Start with the first line of the records below. Output each line exactly, ending with the one that contains "#[derive(Debug, Clone, Copy, PartialEq, Eq, Hash)]".

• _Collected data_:

+-------+

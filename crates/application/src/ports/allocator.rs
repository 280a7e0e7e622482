use ferrous_lookup_domain::{DomainError, ResourceKind};
use std::fmt;
use std::sync::Arc;
use tracing::trace;

/// Identifier of one block handed out by a [`MemoryAllocator`].
#[derive(Debug, Clone, Copy, PartialEq, Eq, Hash)]
pub struct AllocationId(pub u64);

/// Caller-supplied allocate/deallocate pair.
///
/// Every resource a lookup owns (the request itself, its name buffer, the
/// extension copy, each sub-query, each armed timer) is accounted through this
/// capability. Returning `None` from `allocate` signals an allocation failure.
pub trait MemoryAllocator: Send + Sync {
    fn allocate(&self, kind: ResourceKind, size: usize) -> Option<AllocationId>;

    fn deallocate(&self, kind: ResourceKind, id: AllocationId);
}

pub type SharedAllocator = Arc<dyn MemoryAllocator>;

/// Lease on one allocator block. Not `Clone`: the block goes back to the
/// allocator exactly once, when the lease is dropped.
pub struct Allocation {
    allocator: SharedAllocator,
    kind: ResourceKind,
    id: AllocationId,
    size: usize,
}

impl Allocation {
    pub fn acquire(
        allocator: &SharedAllocator,
        kind: ResourceKind,
        size: usize,
    ) -> Result<Self, DomainError> {
        let id = allocator
            .allocate(kind, size)
            .ok_or(DomainError::AllocationFailure(kind))?;
        trace!(kind = %kind, id = id.0, size, "Allocated");
        Ok(Self {
            allocator: Arc::clone(allocator),
            kind,
            id,
            size,
        })
    }

    pub fn kind(&self) -> ResourceKind {
        self.kind
    }

    pub fn size(&self) -> usize {
        self.size
    }
}

impl Drop for Allocation {
    fn drop(&mut self) {
        trace!(kind = %self.kind, id = self.id.0, "Deallocated");
        self.allocator.deallocate(self.kind, self.id);
    }
}

impl fmt::Debug for Allocation {
    fn fmt(&self, f: &mut fmt::Formatter<'_>) -> fmt::Result {
        f.debug_struct("Allocation")
            .field("kind", &self.kind)
            .field("id", &self.id.0)
            .field("size", &self.size)
            .finish()
    }
}
pub mod config;
pub mod logging;

pub use config::load_config;
pub use logging::init_logging;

+-------+

• _Response for this exercise_:
filename crates/application/src/ports/allocator.rs
repository 280a7e0e7e622482
use ferrous_lookup_domain::{DomainError, ResourceKind};
use std::fmt;
use std::sync::Arc;
use tracing::trace;

/// Identifier of one block handed out by a [`MemoryAllocator`].
#[derive(Debug, Clone, Copy, PartialEq, Eq, Hash)]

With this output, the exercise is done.